舞台「ヴァニタスの手記」-Encore-が3月10日(金)に東京・サンシャイン劇場にて開幕した。
本作は、アニメ化もされている望月淳による漫画「ヴァニタスの手記」(スクウェア・エニックス刊)の舞台化作品。2022年1月に惜しくも1公演のみで幕を下ろした再演だ。
2.5ジゲン!!では、初日に先立ちおこなわれたゲネプロと囲み会見の様子をお届けする。
舞台となるのは、19世紀のフランス。人間と吸血鬼(ヴァンピール)による戦争の後、吸血鬼たちは人間を襲うことを禁じられ、そのほとんどが「境界」の向こう側の世界へと姿を消した。
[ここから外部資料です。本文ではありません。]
//! Vote aggregation over packed clause outputs.

use crate::literals::Word;

/// Bits at even clause positions (positive polarity).
const EVEN_BITS_MASK: Word = 0x5555_5555;

/// Bits at odd clause positions (negative polarity).
const ODD_BITS_MASK: Word = 0xAAAA_AAAA;

/// # Overview
///
/// Sums clause votes and clips the total to `[-threshold, threshold]`.
///
/// Even clauses add one vote when they fire, odd clauses subtract one. The
/// word width is even, so parity within a word equals parity of the clause
/// index.
///
/// # Examples
///
/// ```
/// use bitplane_tsetlin::sum_votes;
///
/// // clauses 0, 1, 2 fire: +1 -1 +1
/// assert_eq!(sum_votes(&[0b111], 15), 1);
/// assert_eq!(sum_votes(&[0x5555_5555, 0x5555_5555], 15), 15);
/// ```
#[inline]
#[must_use]
pub fn sum_votes(output: &[Word], threshold: i32) -> i32 {
    let sum: i32 = output
        .iter()
        .map(|&w| (w & EVEN_BITS_MASK).count_ones() as i32 - (w & ODD_BITS_MASK).count_ones() as i32)
        .sum();
    sum.clamp(-threshold, threshold)
}
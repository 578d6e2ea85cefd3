//! Parallel prediction and evaluation using rayon.
//!
//! Scoring never mutates a machine, so examples can be scored concurrently.
//! Training stays sequential: it shares one RNG stream.

use rayon::prelude::*;

use crate::{MultiClass, error::Result, literals::Word};

/// # Overview
///
/// Parallel prediction for multi-class.
pub fn predict_batch(tm: &MultiClass, x: &[Vec<Word>]) -> Result<Vec<usize>> {
    x.par_iter().map(|xi| tm.predict(xi)).collect()
}

/// # Overview
///
/// Parallel evaluation for multi-class. Same result as
/// [`MultiClass::evaluate`].
pub fn evaluate_parallel(tm: &MultiClass, x: &[Vec<Word>], y: &[usize]) -> Result<f32> {
    tm.check_dataset(x, y)?;

    let errors = x
        .par_iter()
        .zip(y.par_iter())
        .map(|(xi, &yi)| tm.predict(xi).map(|p| usize::from(p != yi)))
        .try_reduce(|| 0, |a, b| Ok(a + b))?;

    Ok(1.0 - errors as f32 / x.len() as f32)
}
//! Packed literal vectors.
//!
//! An input of `F` raw features becomes `2F` literals: bit `i` holds feature
//! `i`, bit `F + i` holds its complement. Literal `i` lives in word
//! `i / WORD_BITS` at bit `i % WORD_BITS`.

#[cfg(not(feature = "std"))]
use alloc::{vec, vec::Vec};

/// Storage word for literals, clause outputs and bit-planes.
pub type Word = u32;

/// Bits per [`Word`].
pub const WORD_BITS: usize = Word::BITS as usize;

/// # Overview
///
/// Packs raw 0/1 features into a literal vector of `ceil(2F / WORD_BITS)`
/// words. Any non-zero byte counts as 1.
///
/// # Examples
///
/// ```
/// use bitplane_tsetlin::pack_features;
///
/// let packed = pack_features(&[1, 0]);
/// // x0 = 1 (bit 0), !x1 = 1 (bit 3)
/// assert_eq!(packed, vec![0b1001]);
/// ```
#[must_use]
pub fn pack_features(x: &[u8]) -> Vec<Word> {
    let n_features = x.len();
    let mut packed = vec![0; (2 * n_features).div_ceil(WORD_BITS)];

    for (k, &xk) in x.iter().enumerate() {
        let literal = if xk != 0 { k } else { k + n_features };
        packed[literal / WORD_BITS] |= 1 << (literal % WORD_BITS);
    }

    packed
}

/// # Overview
///
/// Packs multiple inputs.
#[inline]
#[must_use]
pub fn pack_batch(xs: &[Vec<u8>]) -> Vec<Vec<Word>> {
    xs.iter().map(|x| pack_features(x)).collect()
}

/// Returns literal `i` of a packed vector.
#[inline]
#[must_use]
pub fn literal_bit(words: &[Word], i: usize) -> bool {
    (words[i / WORD_BITS] >> (i % WORD_BITS)) & 1 == 1
}

/// # Overview
///
/// Mask of the valid bits in the last word of a `n_literals`-wide vector.
///
/// All ones when `n_literals` is a multiple of [`WORD_BITS`].
#[inline]
#[must_use]
pub fn remainder_mask(n_literals: usize) -> Word {
    match n_literals % WORD_BITS {
        0 => Word::MAX,
        rem => (1 << rem) - 1
    }
}
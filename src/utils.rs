//! Random number generation helpers.

use rand::{Rng, SeedableRng};
use rand_xoshiro::Xoshiro256PlusPlus;

/// Fast RNG suitable for no_std environments.
pub type FastRng = Xoshiro256PlusPlus;

/// # Overview
///
/// Creates a fast RNG seeded from a u64 value.
///
/// # Examples
///
/// ```
/// use bitplane_tsetlin::utils::rng_from_seed;
///
/// let mut rng = rng_from_seed(42);
/// ```
#[inline]
pub fn rng_from_seed(seed: u64) -> FastRng {
    Xoshiro256PlusPlus::seed_from_u64(seed)
}

/// # Overview
///
/// Creates a fast RNG with entropy from thread-local RNG.
#[cfg(feature = "std")]
#[inline]
pub fn rng_from_entropy() -> FastRng {
    Xoshiro256PlusPlus::from_rng(&mut rand::rng())
}

/// # Overview
///
/// Shuffles a slice in-place using Fisher-Yates algorithm.
#[inline]
pub fn shuffle<T, R: Rng>(slice: &mut [T], rng: &mut R) {
    let len = slice.len();
    for i in (1..len).rev() {
        let j = rng.random_range(0..=i);
        slice.swap(i, j);
    }
}

/// Picks a class uniformly from `0..n_classes`, skipping `excluded`.
///
/// Requires `n_classes >= 2` and `excluded < n_classes`.
#[inline]
pub fn sample_other<R: Rng>(n_classes: usize, excluded: usize, rng: &mut R) -> usize {
    debug_assert!(n_classes >= 2 && excluded < n_classes);
    let other = rng.random_range(0..n_classes - 1);
    if other >= excluded { other + 1 } else { other }
}
use std::process::{ExitCode, Output, Termination};

use thiserror::Error;

use crate::command::{CommandError, ProcessError};

#[derive(Debug, Error)]
pub enum ShimError {
    /// The shim tried to run the wrapped tool and failed
    #[error("Failed to run {}", .0)]
    CommandError(#[from] CommandError),
    /// There was an error in an IO operation
    #[error(transparent)]
    IO(#[from] std::io::Error),
    /// The wrapped tool could not be resolved on the search path
    #[error("\"{}\" command not found", .0)]
    ToolMissing(String),
}

impl Termination for ShimError {
    /// A failed sub command will forward its error code
    ///
    /// All other errors are represented as Failure
    fn report(self) -> std::process::ExitCode {
        match self {
            ShimError::CommandError(CommandError {
                base: ProcessError::ExecutionError(Output { status, .. }),
                ..
            }) => match status.code() {
                Some(code) => (code as u8).into(),
                None => ExitCode::FAILURE,
            },
            _ => ExitCode::FAILURE,
        }
    }
}
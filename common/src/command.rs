use std::{
    ffi::OsStr,
    fmt::{Display, Write},
    process::{Command, ExitStatus, Output},
};

use thiserror::Error;

pub trait CommandExtTrait {
    /// Execute this command with captured output and return:
    ///
    /// 1. An IO Error if the command could not be run
    /// 2. An Execution Error if the Command was not successful
    /// 3. The [Output] of the Command if the command was executed successfully
    ///
    /// Attaches the program and all args to the resulting error.
    ///
    /// If a termination with a non 0 exit status is considered successful
    /// this method should not be used.
    fn perform(&mut self) -> Result<Output, CommandError>;

    /// Execute this command with inherited stdio and hand back the child's
    /// [ExitStatus]. A non-zero status is a result to relay, not an error;
    /// only a failure to start the child is reported as one.
    fn forward(&mut self) -> Result<ExitStatus, CommandError>;
}

impl CommandExtTrait for Command {
    fn perform(&mut self) -> Result<Output, CommandError> {
        let base: ProcessError = match self.output() {
            Ok(output) => {
                if output.status.success() {
                    return Ok(output);
                }
                output.into()
            }
            Err(err) => err.into(),
        };
        Err(describe(self, base))
    }

    fn forward(&mut self) -> Result<ExitStatus, CommandError> {
        match self.status() {
            Ok(status) => Ok(status),
            Err(err) => Err(describe(self, err.into())),
        }
    }
}

fn describe(command: &Command, base: ProcessError) -> CommandError {
    CommandError {
        base,
        program: command.get_program().to_string_lossy().into_owned(),
        args: command
            .get_args()
            .flat_map(OsStr::to_str)
            .map(ToOwned::to_owned)
            .collect(),
    }
}

#[derive(Debug, Error)]
pub enum ProcessError {
    #[error(transparent)]
    IO(#[from] std::io::Error),
    // The Command terminated correctly but with unwanted results (e.g. wrong return code)
    #[error("The process failed with status {}", .0.status)]
    ExecutionError(std::process::Output),
}

impl From<std::process::Output> for ProcessError {
    fn from(value: std::process::Output) -> Self {
        Self::ExecutionError(value)
    }
}

#[derive(Debug, Error)]
pub struct CommandError {
    pub base: ProcessError,
    pub program: String,
    pub args: Vec<String>,
}

impl Display for CommandError {
    fn fmt(&self, f: &mut std::fmt::Formatter<'_>) -> std::fmt::Result {
        f.write_str(&self.program)?;
        f.write_char(' ')?;
        for arg in self.args.iter() {
            f.write_str(arg)?;
            f.write_char(' ')?;
        }
        std::fmt::Display::fmt(&self.base, f)
    }
}
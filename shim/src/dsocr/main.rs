#[macro_use]
extern crate log;

use std::process::{ExitCode, Termination};

use colored::Colorize;
use dsocr_common::defaults;
use dsocr_common::error::ShimError;
use env_logger::Env;

pub mod forward;

fn setup_logger() {
    let env = Env::default().filter_or("DSOCR_SHIM_LOG", "trace").write_style_or("DSOCR_SHIM_LOG_STYLE", "always");
    env_logger::init_from_env(env);
}

fn main() -> ExitCode {
    setup_logger();

    match forward::run() {
        Ok(code) => ExitCode::from(code),
        Err(ShimError::ToolMissing(tool)) => {
            eprintln!("{}", format!("Error: \"{}\" command not found.", tool).red());
            eprintln!("Please ensure you have installed the python package via pipx:");
            eprintln!("{}", format!("  {}", defaults::INSTALL_HINT).cyan());
            ExitCode::from(1)
        }
        Err(err) => {
            error!("{err}");
            err.report()
        }
    }
}
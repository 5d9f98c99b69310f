use std::process::ExitCode;

use colored::Colorize;

pub mod checks;

fn main() -> ExitCode {
    println!("{}", "[dsocr-shim] Post-install check...".cyan());

    checks::check_python();
    checks::check_tool();

    // advisory only, a failed check must not fail the installation
    ExitCode::SUCCESS
}
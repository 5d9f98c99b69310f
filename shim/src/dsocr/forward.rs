//
// Copyright (c) 2025 dsocr-shim authors
//
// This file is part of dsocr-shim
//
// Permission is hereby granted, free of charge, to any person obtaining a copy
// of this software and associated documentation files (the "Software"), to deal
// in the Software without restriction, including without limitation the rights
// to use, copy, modify, merge, publish, distribute, sublicense, and/or sell
// copies of the Software, and to permit persons to whom the Software is
// furnished to do so, subject to the following conditions:
//
// The above copyright notice and this permission notice shall be included in
// all copies or substantial portions of the Software.
//
// THE SOFTWARE IS PROVIDED "AS IS", WITHOUT WARRANTY OF ANY KIND, EXPRESS OR
// IMPLIED, INCLUDING BUT NOT LIMITED TO THE WARRANTIES OF MERCHANTABILITY,
// FITNESS FOR A PARTICULAR PURPOSE AND NONINFRINGEMENT. IN NO EVENT SHALL THE
// AUTHORS OR COPYRIGHT HOLDERS BE LIABLE FOR ANY CLAIM, DAMAGES OR OTHER
// LIABILITY, WHETHER IN AN ACTION OF CONTRACT, TORT OR OTHERWISE, ARISING FROM,
// OUT OF OR IN CONNECTION WITH THE SOFTWARE OR THE USE OR OTHER DEALINGS IN THE
// SOFTWARE.
//
use std::env;
use std::process::{Command, ExitStatus};

use dsocr_common::command::CommandExtTrait;
use dsocr_common::defaults::{self, debug_trace};
use dsocr_common::error::ShimError;
use dsocr_common::probe;

/// Forward the current invocation to the wrapped OCR tool.
///
/// The tool is resolved on the search path first; only after that check
/// succeeds is the child spawned, with the caller's arguments verbatim,
/// inherited stdio and an untouched environment. The child's exit code
/// becomes the shim's exit code.
pub fn run() -> Result<u8, ShimError> {
    let tool = probe::resolve(defaults::OCR_TOOL)?;

    let mut call = Command::new(&tool);
    call.args(env::args_os().skip(1));

    debug_trace(&format!("Forwarding to {:?}: {:?}", tool, call.get_args()));

    let status = call.forward()?;
    Ok(exit_code(status))
}

/// Map the child's exit status onto the shim's exit code.
/// Termination by signal carries no code and is reported as failure.
fn exit_code(status: ExitStatus) -> u8 {
    match status.code() {
        Some(code) => code as u8,
        None => 1,
    }
}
そんな中、吸血鬼の青年・ノエ(演:菊池修司)は彼の師であり育ての親でもある“先生”からの言いつけでパリへ向かっていた。ノエの目的は、吸血鬼に呪いを振りまくという機械仕掛けの魔導書魔道書「ヴァニタスの書」を探すこと。パリ行きの飛空艇の中、とある事件に巻き込まれたノエの前に現れたのは、吸血鬼専門の医者を自称する人間・ヴァニタス(演:植田圭輔)だった。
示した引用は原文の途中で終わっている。